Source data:
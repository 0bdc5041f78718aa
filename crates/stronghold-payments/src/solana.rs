//! Solana SPL transfer-with-fee-payer signing (§4.5').

use crate::error::PaymentsError;
use http::Method;
use serde::Deserialize;
use solana_sdk::hash::Hash;
use solana_sdk::message::Message;
use solana_sdk::pubkey::Pubkey;
use solana_sdk::signature::Keypair;
use solana_sdk::signer::Signer as _;
use solana_sdk::transaction::Transaction;
use std::str::FromStr;
use std::sync::Arc;
use std::time::{Duration, SystemTime, UNIX_EPOCH};
use stronghold_types::{Network, PaymentRequirements, X402Payload};
use url::Url;

const USDC_DECIMALS: u8 = 6;
const RPC_TIMEOUT: Duration = Duration::from_secs(10);

#[derive(Clone)]
pub struct SolanaSigner {
    keypair: Arc<Keypair>,
    rpc_url: String,
    /// §4.7: the RPC socket carries this mark, same as every other outbound
    /// call the proxy makes, since solana's RPC is also a remote HTTPS
    /// endpoint the installer's firewall would otherwise redirect.
    mark: u32,
}

impl SolanaSigner {
    pub fn new(keypair: Keypair, rpc_url: String, mark: u32) -> Self {
        Self {
            keypair: Arc::new(keypair),
            rpc_url,
            mark,
        }
    }

    pub fn pubkey(&self) -> Pubkey {
        self.keypair.pubkey()
    }
}

fn now_unix() -> Result<u64, PaymentsError> {
    SystemTime::now()
        .duration_since(UNIX_EPOCH)
        .map(|d| d.as_secs())
        .map_err(|e| PaymentsError::Signing(format!("system clock error: {e}")))
}

/// Builds and partially signs an SPL token transfer from the payer's associated token
/// account to the recipient's, with the facilitator's `fee_payer` pubkey as the
/// transaction's fee payer (§4.5' steps 1-4); the facilitator completes the signature
/// when it submits the transaction.
pub async fn sign_payment(
    signer: &SolanaSigner,
    network: Network,
    requirements: &PaymentRequirements,
) -> Result<X402Payload, PaymentsError> {
    let mint = Pubkey::from_str(network.usdc_address())
        .map_err(|e| PaymentsError::InvalidAddress(format!("usdc mint: {e}")))?;
    let recipient = Pubkey::from_str(&requirements.recipient)
        .map_err(|e| PaymentsError::InvalidAddress(format!("recipient: {e}")))?;
    let fee_payer_str = requirements
        .fee_payer
        .as_deref()
        .ok_or_else(|| PaymentsError::InvalidAddress("402 response missing fee_payer".into()))?;
    let fee_payer = Pubkey::from_str(fee_payer_str)
        .map_err(|e| PaymentsError::InvalidAddress(format!("fee_payer: {e}")))?;
    let amount: u64 = requirements
        .amount
        .parse()
        .map_err(|e| PaymentsError::InvalidAddress(format!("amount: {e}")))?;

    let source_ata =
        spl_associated_token_account::get_associated_token_address(&signer.pubkey(), &mint);
    let dest_ata = spl_associated_token_account::get_associated_token_address(&recipient, &mint);

    let transfer_ix = spl_token::instruction::transfer_checked(
        &spl_token::id(),
        &source_ata,
        &mint,
        &dest_ata,
        &signer.pubkey(),
        &[],
        amount,
        USDC_DECIMALS,
    )
    .map_err(|e| PaymentsError::Signing(format!("failed to build transfer instruction: {e}")))?;

    let recent_blockhash = fetch_latest_blockhash(&signer.rpc_url, signer.mark).await?;

    let message = Message::new_with_blockhash(&[transfer_ix], Some(&fee_payer), &recent_blockhash);
    let mut tx = Transaction::new_unsigned(message);
    tx.try_partial_sign(&[signer.keypair.as_ref()], recent_blockhash)
        .map_err(|e| PaymentsError::Signing(format!("partial sign failed: {e}")))?;

    let serialized = bincode::serialize(&tx)
        .map_err(|e| PaymentsError::Signing(format!("transaction serialization failed: {e}")))?;
    let tx_b64 = stronghold_types::util::Base64Bytes::encode(serialized).to_string();

    Ok(X402Payload {
        network: network.to_string(),
        scheme: requirements.scheme.clone(),
        payer: signer.pubkey().to_string(),
        receiver: recipient.to_string(),
        token_address: mint.to_string(),
        amount: requirements.amount.clone(),
        timestamp: now_unix()?,
        nonce: recent_blockhash.to_string(),
        signature: None,
        transaction: Some(tx_b64),
    })
}

#[derive(Debug, Deserialize)]
struct GetLatestBlockhashResponse {
    result: Option<GetLatestBlockhashResult>,
    error: Option<serde_json::Value>,
}

#[derive(Debug, Deserialize)]
struct GetLatestBlockhashResult {
    value: GetLatestBlockhashValue,
}

#[derive(Debug, Deserialize)]
struct GetLatestBlockhashValue {
    blockhash: String,
}

/// Fetches the current blockhash over a marked JSON-RPC POST (§4.7), rather than
/// through `solana-client`'s own `RpcClient`, whose internal transport has no hook
/// for applying `STRONGHOLD_MARK` to its socket.
async fn fetch_latest_blockhash(rpc_url: &str, mark: u32) -> Result<Hash, PaymentsError> {
    let url = Url::parse(rpc_url).map_err(|e| PaymentsError::InvalidAddress(format!("solana rpc url: {e}")))?;
    let body = serde_json::to_vec(&serde_json::json!({
        "jsonrpc": "2.0",
        "id": 1,
        "method": "getLatestBlockhash",
        "params": [{"commitment": "confirmed"}],
    }))
    .map_err(PaymentsError::JsonEncode)?;

    let response = stronghold_net::marked_http::request(
        Method::POST,
        &url,
        &[("content-type", "application/json".to_string())],
        body,
        mark,
        RPC_TIMEOUT,
    )
    .await
    .map_err(|e| PaymentsError::SolanaRpc(e.to_string()))?;

    if response.status != http::StatusCode::OK {
        return Err(PaymentsError::SolanaRpc(format!(
            "getLatestBlockhash returned status {}",
            response.status
        )));
    }

    let parsed: GetLatestBlockhashResponse = serde_json::from_slice(&response.body)
        .map_err(|e| PaymentsError::SolanaRpc(format!("malformed getLatestBlockhash response: {e}")))?;
    if let Some(error) = parsed.error {
        return Err(PaymentsError::SolanaRpc(format!("getLatestBlockhash error: {error}")));
    }
    let result = parsed
        .result
        .ok_or_else(|| PaymentsError::SolanaRpc("getLatestBlockhash response missing result".to_string()))?;
    Hash::from_str(&result.value.blockhash)
        .map_err(|e| PaymentsError::SolanaRpc(format!("invalid blockhash in RPC response: {e}")))
}

#[cfg(test)]
mod tests {
    use super::*;

    #[test]
    fn payload_carries_transaction_not_signature_for_solana() {
        // Construction of the payload shape only; RPC-dependent signing is covered by
        // integration tests against a local validator, out of scope here.
        let payload = X402Payload {
            network: "solana-devnet".into(),
            scheme: "exact".into(),
            payer: Keypair::new().pubkey().to_string(),
            receiver: Keypair::new().pubkey().to_string(),
            token_address: spl_token::id().to_string(),
            amount: "2000".into(),
            timestamp: 1_700_000_000,
            nonce: "blockhash".into(),
            signature: None,
            transaction: Some("base64tx".into()),
        };
        assert!(payload.signature.is_none());
        assert!(payload.transaction.is_some());
    }

    #[tokio::test]
    async fn fetch_latest_blockhash_parses_a_real_rpc_response() {
        use bytes::Bytes;
        use http_body_util::{BodyExt, Full};
        use hyper::service::service_fn;
        use hyper_util::rt::TokioIo;
        use tokio::net::TcpListener;

        let listener = TcpListener::bind("127.0.0.1:0").await.unwrap();
        let addr = listener.local_addr().unwrap();

        tokio::spawn(async move {
            let (stream, _) = listener.accept().await.unwrap();
            let service = service_fn(|_req: hyper::Request<hyper::body::Incoming>| async move {
                let body = serde_json::json!({
                    "jsonrpc": "2.0",
                    "id": 1,
                    "result": {
                        "context": {"slot": 1},
                        "value": {"blockhash": "11111111111111111111111111111111", "lastValidBlockHeight": 1},
                    },
                });
                Ok::<_, std::convert::Infallible>(hyper::Response::new(
                    Full::new(Bytes::from(serde_json::to_vec(&body).unwrap())).boxed(),
                ))
            });
            let _ = hyper::server::conn::http1::Builder::new()
                .serve_connection(TokioIo::new(stream), service)
                .await;
        });

        let rpc_url = format!("http://{addr}");
        let hash = fetch_latest_blockhash(&rpc_url, 0).await.unwrap();
        assert_eq!(hash.to_string(), "11111111111111111111111111111111");
    }

    #[tokio::test]
    async fn fetch_latest_blockhash_surfaces_rpc_error_field() {
        use bytes::Bytes;
        use http_body_util::{BodyExt, Full};
        use hyper::service::service_fn;
        use hyper_util::rt::TokioIo;
        use tokio::net::TcpListener;

        let listener = TcpListener::bind("127.0.0.1:0").await.unwrap();
        let addr = listener.local_addr().unwrap();

        tokio::spawn(async move {
            let (stream, _) = listener.accept().await.unwrap();
            let service = service_fn(|_req: hyper::Request<hyper::body::Incoming>| async move {
                let body = serde_json::json!({
                    "jsonrpc": "2.0",
                    "id": 1,
                    "error": {"code": -32601, "message": "method not found"},
                });
                Ok::<_, std::convert::Infallible>(hyper::Response::new(
                    Full::new(Bytes::from(serde_json::to_vec(&body).unwrap())).boxed(),
                ))
            });
            let _ = hyper::server::conn::http1::Builder::new()
                .serve_connection(TokioIo::new(stream), service)
                .await;
        });

        let rpc_url = format!("http://{addr}");
        let err = fetch_latest_blockhash(&rpc_url, 0).await.unwrap_err();
        assert!(matches!(err, PaymentsError::SolanaRpc(_)));
    }
}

- **What you will do**: For the records above, state how many lines contain "mint", and nothing more.

- **Answer space**: 6